Some mornings in Normandy, when the fog sits low over the fields and the horizon disappears, I’m reminded of a simple truth: you don’t move faster by pretending there are no constraints. You move faster by knowing exactly where the path is, and by trusting it enough to walk with pace.
This is, to me, the healthiest way to look at the current European regulatory wave in technology. Many organisations still treat it as an incoming storm: something to endure, shown in red on a risk slide, then pushed into the comforting hands of Legal with a silent hope that it will not affect delivery too much. It’s an understandable reflex. It’s also a losing strategy.
Because the reality is not “more regulation”. The reality is “more demonstrable trust”. It’s an opportunity.

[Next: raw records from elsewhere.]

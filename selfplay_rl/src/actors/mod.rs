//! Actor system.
//!
//! - `Actor`: self-play worker playing one episode per job
//! - `ActorPool`: live actor records with crash/quota detection

pub mod actor;
pub mod actor_pool;

pub use actor::{
    actor_config_for, Actor, ActorChannels, ActorConfig, ActorDriver, ActorHandle, ActorKind,
    SearchDriver,
};
pub use actor_pool::{ActorExit, ActorPool, PoolJoinReport};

The EU AI Act is a good example of that shift. It follows a staged timeline with obligations that start earlier than the final applicability date, which forces organisations to stop thinking of compliance as a one-off event and start thinking of it as a capability they must build and run. NIS2 pushes in the same direction, with a strong emphasis on cybersecurity risk management and incident reporting across a much wider set of sectors than before, and a clear expectation that Member States transpose it into national law on time.

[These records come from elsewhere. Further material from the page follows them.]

//! Joining worker threads with a deadline.
//!
//! `std` threads cannot be killed. A worker that misses its deadline is
//! detached: its handle is dropped and the thread keeps running until the
//! process exits.

use std::thread::JoinHandle;
use std::time::{Duration, Instant};

const POLL_INTERVAL: Duration = Duration::from_millis(10);

/// How a bounded join ended.
#[derive(Debug, PartialEq, Eq)]
pub enum JoinOutcome<T> {
    /// Thread returned normally
    Finished(T),
    /// Thread unwound from a panic
    Panicked,
    /// Deadline passed; the thread was detached
    TimedOut,
}

impl<T> JoinOutcome<T> {
    pub fn is_finished(&self) -> bool {
        matches!(self, JoinOutcome::Finished(_))
    }
}

/// Wait up to `timeout` for `handle` to finish.
///
/// `idle` runs between liveness polls, e.g. to drain a queue the worker may be
/// blocked on.
pub fn join_with_timeout<T>(
    handle: JoinHandle<T>,
    timeout: Duration,
    mut idle: impl FnMut(),
) -> JoinOutcome<T> {
    let deadline = Instant::now() + timeout;
    loop {
        if handle.is_finished() {
            return match handle.join() {
                Ok(value) => JoinOutcome::Finished(value),
                Err(_) => JoinOutcome::Panicked,
            };
        }
        if Instant::now() >= deadline {
            return JoinOutcome::TimedOut;
        }
        idle();
        std::thread::sleep(POLL_INTERVAL);
    }
}

#[cfg(test)]
mod tests {
    use super::*;
    use std::sync::atomic::{AtomicBool, Ordering};
    use std::sync::Arc;

    #[test]
    fn test_join_finished_thread() {
        let handle = std::thread::spawn(|| 42);
        let outcome = join_with_timeout(handle, Duration::from_secs(5), || {});
        assert_eq!(outcome, JoinOutcome::Finished(42));
    }

    #[test]
    fn test_join_panicked_thread() {
        let handle = std::thread::spawn(|| panic!("worker failure"));
        let outcome: JoinOutcome<()> = join_with_timeout(handle, Duration::from_secs(5), || {});
        assert_eq!(outcome, JoinOutcome::Panicked);
    }

    #[test]
    fn test_join_times_out_and_detaches() {
        let release = Arc::new(AtomicBool::new(false));
        let flag = Arc::clone(&release);
        let handle = std::thread::spawn(move || {
            while !flag.load(Ordering::Relaxed) {
                std::thread::sleep(Duration::from_millis(5));
            }
        });

        let outcome = join_with_timeout(handle, Duration::from_millis(50), || {});
        assert_eq!(outcome, JoinOutcome::TimedOut);
        release.store(true, Ordering::Relaxed);
    }

    #[test]
    fn test_idle_runs_while_waiting() {
        let (tx, rx) = crossbeam_channel::bounded::<u32>(1);
        let handle = std::thread::spawn(move || {
            // Blocks until the idle callback drains the first item.
            tx.send(1).unwrap();
            tx.send(2).unwrap();
        });

        let mut drained = Vec::new();
        let outcome = join_with_timeout(handle, Duration::from_secs(5), || {
            while let Ok(v) = rx.try_recv() {
                drained.push(v);
            }
        });

        assert!(outcome.is_finished());
        while let Ok(v) = rx.try_recv() {
            drained.push(v);
        }
        assert_eq!(drained, vec![1, 2]);
    }
}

DORA, while focused on the financial sector, has become a reference point for operational resilience thinking. It’s not only about “security”; it’s about proving that your organisation can withstand disruption, recover, and manage third-party dependencies with discipline. It’s also a useful preview of where expectations are heading well beyond finance.
Put those three together and you can see the pattern: Europe is not asking for better intentions. It is asking for better operating models. The usual consequence is predictable. Delivery slows down. Teams hesitate. They wait for guidance. They negotiate every new initiative in a series of meetings that gradually turn into a tax on momentum. Compliance becomes something you “apply” late, when the project is already built, timelines are already committed, and everyone is tense.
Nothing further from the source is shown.